Using Results for Matching Decisions

If Zin is far from your source impedance, you can adjust line length, select a different Z0, or add a matching network. Quarter‑wave transformers, stub tuners, and series/shunt reactances are common options. The computed electrical length βl helps you choose practical, frequency‑specific solutions.

Validation and Common Pitfalls

Keep units consistent: L′ in H/m, C′ in F/m, and frequency in Hz. Extremely small losses can make results sensitive to rounding, so compare lossless and lossy modes as a sanity check. When available, validate Z0 and phase delay against a datasheet or VNA measurement.
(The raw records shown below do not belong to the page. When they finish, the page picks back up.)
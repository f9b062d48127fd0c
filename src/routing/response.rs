//! Responses produced by endpoints.

use axum::body::Bytes;
use axum::http::{header, HeaderMap, HeaderValue, StatusCode};

/// The `(status, headers, body)` triple an endpoint answers with.
#[derive(Debug, Clone, PartialEq)]
pub struct Response {
    pub status: StatusCode,
    pub headers: HeaderMap,
    pub body: Bytes,
}

impl Response {
    pub fn new(status: StatusCode) -> Self {
        Self {
            status,
            headers: HeaderMap::new(),
            body: Bytes::new(),
        }
    }

    /// A 200 response carrying `body`.
    pub fn ok(body: impl Into<Bytes>) -> Self {
        Self::new(StatusCode::OK).with_body(body)
    }

    /// The empty 404 a root router answers when nothing matched.
    pub fn not_found() -> Self {
        Self::new(StatusCode::NOT_FOUND)
    }

    pub fn with_body(mut self, body: impl Into<Bytes>) -> Self {
        self.body = body.into();
        self
    }

    pub fn with_header(mut self, name: header::HeaderName, value: HeaderValue) -> Self {
        self.headers.insert(name, value);
        self
    }

    /// The `Location` header, if present and valid UTF-8.
    pub fn location(&self) -> Option<&str> {
        self.headers
            .get(header::LOCATION)
            .and_then(|v| v.to_str().ok())
    }

    /// The body as UTF-8 text (lossy).
    pub fn text(&self) -> String {
        String::from_utf8_lossy(&self.body).into_owned()
    }
}

/// What an endpoint (or a router) hands back.
#[derive(Debug, Clone, PartialEq)]
pub enum Outcome {
    Response(Response),
    /// Decline: the router keeps scanning with the next route.
    Pass,
}

impl Outcome {
    pub fn is_pass(&self) -> bool {
        matches!(self, Outcome::Pass)
    }

    /// The response, unless this is [`Outcome::Pass`].
    pub fn into_response(self) -> Option<Response> {
        match self {
            Outcome::Response(r) => Some(r),
            Outcome::Pass => None,
        }
    }
}

impl From<Response> for Outcome {
    fn from(r: Response) -> Self {
        Outcome::Response(r)
    }
}
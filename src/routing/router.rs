//! Route lookup and dispatch.
//!
//! # Responsibilities
//! - Store compiled routes per method, in declaration order
//! - Scan for the first route that matches and does not pass
//! - Answer 404 (root) or pass upward (nested) when nothing matched
//! - Expand named routes back into paths
//!
//! # Design Decisions
//! - Immutable after construction (thread-safe without locks)
//! - O(n) ordered scan per method (first match wins)
//! - A passing endpoint leaves no trace: the params and query slots are
//!   restored before the scan continues

use std::collections::HashMap;
use std::fmt;
use std::sync::{Arc, OnceLock};

use axum::http::StatusCode;
use serde::{Deserialize, Serialize};

use crate::error::{RoutingError, RoutingResult};
use crate::observability::metrics::{self, DispatchOutcome};
use crate::routing::context::{RequestContext, DEFAULT_PARAMS_KEY};
use crate::routing::method::Method;
use crate::routing::params::Params;
use crate::routing::pattern::{AdditionalValues, Style};
use crate::routing::response::{Outcome, Response};
use crate::routing::route::{Route, TableEntry};

/// Options shared by every router in a tree.
#[derive(Debug, Clone, PartialEq, Eq, Serialize, Deserialize)]
#[serde(default)]
pub struct RouterOptions {
    /// Context slot matched params are stored under.
    pub params_key: String,
    /// Also merge matched params into the query slot.
    pub merge_query_params: bool,
    /// Template dialect for route paths.
    pub style: Style,
    /// Naming pattern for subjects, e.g. `%{name}Controller`.
    pub controller_format: Option<String>,
    /// Namespace qualifying every relative subject name.
    pub namespace: Option<String>,
    /// Redirect status used when a redirect does not pick one.
    pub default_redirect_status: u16,
    /// Leftover param policy for redirect templates.
    pub default_additional_values: AdditionalValues,
}

impl Default for RouterOptions {
    fn default() -> Self {
        Self {
            params_key: DEFAULT_PARAMS_KEY.to_string(),
            merge_query_params: true,
            style: Style::Sinatra,
            controller_format: None,
            namespace: None,
            default_redirect_status: StatusCode::SEE_OTHER.as_u16(),
            default_additional_values: AdditionalValues::Ignore,
        }
    }
}

impl RouterOptions {
    /// The configured default redirect status, or 303 when out of range.
    pub fn redirect_status(&self) -> StatusCode {
        StatusCode::from_u16(self.default_redirect_status).unwrap_or(StatusCode::SEE_OTHER)
    }
}

/// Ordered route lists, one per method.
#[derive(Debug, Clone, Default)]
pub struct RoutingTable {
    routes: [Vec<TableEntry>; Method::ALL.len()],
}

impl RoutingTable {
    pub fn new() -> Self {
        Self::default()
    }

    pub fn push(&mut self, method: Method, entry: TableEntry) {
        self.routes[method.index()].push(entry);
    }

    pub fn get(&self, method: Method) -> &[TableEntry] {
        &self.routes[method.index()]
    }

    pub fn has_routes(&self, method: Method) -> bool {
        !self.routes[method.index()].is_empty()
    }

    /// Entries across all methods.
    pub fn len(&self) -> usize {
        self.routes.iter().map(Vec::len).sum()
    }

    pub fn is_empty(&self) -> bool {
        self.len() == 0
    }
}

/// A name → route index that can be filled after the routes using it exist.
///
/// Redirect and action endpoints are built before their router is complete
/// but expand names at request time, so they hold a handle that the root
/// router fills once at the end of construction.
#[derive(Clone, Default)]
pub struct NamedRoutes(Arc<OnceLock<HashMap<String, Arc<Route>>>>);

impl NamedRoutes {
    pub fn new() -> Self {
        Self::default()
    }

    pub(crate) fn fill(&self, routes: HashMap<String, Arc<Route>>) {
        if self.0.set(routes).is_err() {
            tracing::warn!("Named route index was already filled");
        }
    }

    pub fn get(&self, name: &str) -> Option<&Arc<Route>> {
        self.0.get().and_then(|routes| routes.get(name))
    }

    pub fn contains(&self, name: &str) -> bool {
        self.get(name).is_some()
    }

    /// Names in arbitrary order; empty until filled.
    pub fn names(&self) -> impl Iterator<Item = &str> {
        self.0
            .get()
            .into_iter()
            .flat_map(|routes| routes.keys().map(String::as_str))
    }

    pub fn len(&self) -> usize {
        self.0.get().map(HashMap::len).unwrap_or(0)
    }

    pub fn is_empty(&self) -> bool {
        self.len() == 0
    }

    /// Render the path of route `name`.
    pub fn expand(&self, name: &str, params: &Params) -> RoutingResult<String> {
        let route = self
            .get(name)
            .ok_or_else(|| RoutingError::UnknownRouteName(name.to_string()))?;
        Ok(route.expand(params)?)
    }
}

impl fmt::Debug for NamedRoutes {
    fn fmt(&self, f: &mut fmt::Formatter<'_>) -> fmt::Result {
        let mut names: Vec<&str> = self.names().collect();
        names.sort_unstable();
        f.debug_tuple("NamedRoutes").field(&names).finish()
    }
}

/// An immutable, compiled router.
pub struct Router {
    table: RoutingTable,
    names: NamedRoutes,
    options: RouterOptions,
    root: bool,
}

impl Router {
    pub(crate) fn new(
        table: RoutingTable,
        names: NamedRoutes,
        options: RouterOptions,
        root: bool,
    ) -> Self {
        Self {
            table,
            names,
            options,
            root,
        }
    }

    /// Dispatch one request.
    ///
    /// Returns the first non-pass outcome of a matching route. When nothing
    /// answers, a root router responds 404 and a nested router passes.
    pub fn call(&self, ctx: &mut RequestContext) -> Outcome {
        let method = ctx.method();
        let path = ctx.path().to_string();
        let key = self.options.params_key.as_str();

        for entry in self.table.get(method) {
            let route = match entry {
                TableEntry::Nested(nested) => match nested.dispatch(&path, ctx) {
                    Some(outcome) => return outcome,
                    None => continue,
                },
                TableEntry::Simple(route) => route,
            };

            let Some(params) = route.match_path(&path, ctx) else {
                continue;
            };

            tracing::debug!(
                method = %method,
                path = %path,
                route = route.name().unwrap_or_default(),
                pattern = route.pattern(),
                "Route matched"
            );

            let saved_query = self.options.merge_query_params.then(|| {
                let saved = ctx.query_params.clone();
                ctx.query_params.merge(&params);
                saved
            });
            let saved_params = ctx.take_params(key);
            ctx.set_params(key, params);
            let saved_key = ctx.set_params_key(key);

            match route.endpoint().call(ctx) {
                Outcome::Pass => {
                    tracing::trace!(
                        method = %method,
                        path = %path,
                        pattern = route.pattern(),
                        "Endpoint passed, trying next route"
                    );
                    metrics::record_dispatch(DispatchOutcome::Pass);
                    if let Some(saved) = saved_query {
                        ctx.query_params = saved;
                    }
                    ctx.restore_params(key, saved_params);
                    ctx.set_params_key(&saved_key);
                }
                outcome => {
                    metrics::record_dispatch(DispatchOutcome::Matched);
                    return outcome;
                }
            }
        }

        if self.root {
            tracing::debug!(method = %method, path = %path, "No route matched");
            metrics::record_dispatch(DispatchOutcome::NotFound);
            Response::not_found().into()
        } else {
            Outcome::Pass
        }
    }

    /// Render the path of the route registered as `name`.
    pub fn expand(&self, name: &str, params: &Params) -> RoutingResult<String> {
        self.names.expand(name, params)
    }

    pub fn routes(&self) -> &RoutingTable {
        &self.table
    }

    pub fn named_routes(&self) -> &NamedRoutes {
        &self.names
    }

    pub fn options(&self) -> &RouterOptions {
        &self.options
    }

    pub fn is_root(&self) -> bool {
        self.root
    }

    /// One line per table entry, nested routers indented below their mount.
    pub fn listing(&self) -> Vec<String> {
        let mut lines = Vec::new();
        for method in Method::ALL {
            self.list_method(method, 0, &mut lines);
        }
        lines
    }

    fn list_method(&self, method: Method, depth: usize, lines: &mut Vec<String>) {
        let indent = "  ".repeat(depth);
        for entry in self.table.get(method) {
            match entry {
                TableEntry::Simple(route) => {
                    let name = route.name().map(|n| format!("  ({n})")).unwrap_or_default();
                    lines.push(format!("{indent}{:<8}{}{name}", method.as_str(), route.pattern()));
                }
                TableEntry::Nested(nested) => {
                    lines.push(format!("{indent}{:<8}{} =>", method.as_str(), nested.subpath()));
                    nested.router().list_method(method, depth + 1, lines);
                }
            }
        }
    }
}

impl fmt::Debug for Router {
    fn fmt(&self, f: &mut fmt::Formatter<'_>) -> fmt::Result {
        f.debug_struct("Router")
            .field("root", &self.root)
            .field("routes", &self.table.len())
            .field("names", &self.names)
            .finish()
    }
}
Frequently Asked Questions

1) What is the difference between Z0 and Zin?

Z0 is a property of the line itself. Zin is what the source sees at the line input and depends on load impedance, frequency, and line length.

2) When should I use lossless mode?

Use lossless mode for short lines, low frequencies, or when attenuation is negligible compared with your accuracy needs. For long runs or high frequencies, include R′ and G′.

3) Why does Zin become purely resistive at certain lengths?

At half‑wave multiples, a lossless line repeats the load impedance. At quarter‑wave points, it inverts impedance. These special lengths can cancel reactive parts, making Zin appear resistive.

4) How do I interpret return loss?

Return loss expresses how much power is reflected due to mismatch. Larger positive values mean better matching. For example, 20 dB return loss corresponds to about 10% reflected voltage magnitude.

5) Can I model frequency‑dependent conductor loss?

Yes. If you have a model for R′(f) (often proportional to √f for skin effect), run the calculator at multiple frequencies and update R′ each time to observe trends.

6) What load should I enter for an open or short?

For an open circuit, enter a very large resistance (for example 1e9 Ω) with zero reactance. For a short, enter a very small resistance (for example 1e-6 Ω) with zero reactance.

7) Why can VSWR be extremely high?

If |Γ| approaches 1, nearly all energy reflects and the VSWR formula grows rapidly. This often happens with open/short loads or when the load impedance is far from Z0.